TheFluffyTwo · 27/04/2026 10:11

If the order of death goes:
You (DH inherits)
Your DH
Your SIL

then the possibilities are:

  • effectively part of your estate goes to your SIL (especially given you were the higher earner); and
  • If your DH's care rates up a lot of his assets, your SIL inherits but your children don't (because there is nothing left over).

I would seriously consider spliting ownership of your house if it's currently held as joint tenants rather than tenants in common, and changing your will to disinherit your husband generally, and pass assets straight to your children in order to protect their inheritance. Who knows what your DH would take into his head to do with your assets if you die first. Certainly not prioritise his children, apparently.

I came on to say this - you need to consider becoming tenants in common so if you predecease your DH (and maybe FIL), your share of the property is held in trust for your DC.
Your DH can continue to live in the house until his death but your % share of the proper when sold is reserved for the children. It won’t pass onto your DH and in turn your SIL.

You can also place other parts of your estate in trust for your DC, as it sounds like your DH could easily be manipulated.

zukinizen · 27/04/2026 10:49

bonkers...goodness. So where then the FIL money goes to, to whom if your husband money goes to the sister also??

JuliettaCaeser · 27/04/2026 10:52

Ha your solicitor is politely trying to say this is weird and unusual (which it is).

So dh dies 6 months later dsis dies so your kids inheritance then passes under her will to the cats home or whoever she chooses.

pizzaHeart · 27/04/2026 10:54

Porterpoets · 27/04/2026 09:31

I used ‘nominal’ above- I meant numerical- a cash value, in the several thousands

It’s not about the amount in a way - it’s a matter of principle. Your FIL is welcome to leave all his money to his daughter imo but he can’t have a say what to do with your family money.

allmycagesweremental · 27/04/2026 10:56

But surely when FIL dies, if he has just left everything to your DH this can easily be solved with a deed of variation to the will, splitting it down the middle and giving half to the sister? This can easily be explained away to the sister as FIL left or to him as “the man” but told DH to “take care of his sister” which he is doing with the deed of variation? Without meaning to sound heartless, once FIL is gone your DH and sister can just split it and move on surely?

ArtAngel · 27/04/2026 10:56

Your DH is being ridiculous.

All he needs to say is 'Yes, Dad I will follow diligently in your footsteps'

Which means he does not give his sister a deposit while alive and, leaves his estate to his children.
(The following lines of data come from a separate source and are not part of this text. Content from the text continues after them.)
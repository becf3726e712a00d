use thiserror::Error;

use crate::{db::traits::RecordStoreError, traits::OrderSourceError, validation::RecordShapeError};

/// Failures that abort an entire intake run. Per-order failures never surface here; they are logged and counted in
/// the run's summary instead.
#[derive(Debug, Clone, Error)]
pub enum IntakeError {
    #[error("The order source is not healthy. {0}")]
    SourceUnavailable(String),
    #[error("Could not fetch orders from the order source. {0}")]
    SourceError(#[from] OrderSourceError),
}

/// Why a single order could not be recorded. Intake logs these and moves on to the next order.
#[derive(Debug, Clone, Error)]
pub enum OrderIntakeError {
    #[error("Could not fetch line items. {0}")]
    LineItems(#[from] OrderSourceError),
    #[error("Invalid order. {0}")]
    Shape(#[from] RecordShapeError),
    #[error("Could not store the order. {0}")]
    Store(#[from] RecordStoreError),
}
In any case if things follow the natural course your SIL will presumably inherit half of anything FIL has left in his estate which may be enough to help her.

Has your DH actually written his Will? he should have, since he has Dc. If he is indeed a 'deeply moral man' he will provide for the children he brought into the world and has responsibility for. He has no business leaving that job to you. How deeply moral is that, for a man who made vows?

And your DH needs to consider what would happen if he had some horrible accident on the near future. People tend to think of wills as being for when they are v old - but they are most important for the unexpected earlier in life and when you have children.

whiteumbrella · 27/04/2026 10:57

Your DH should just say “yes dad” and ignore his request.

Zucker · 27/04/2026 10:58

Sounds like the FIL is about to leave everything to his son (man of the family ffs) and leave the daughter out. Families are weird. If your DH's sister is older than him this may never arise anyway!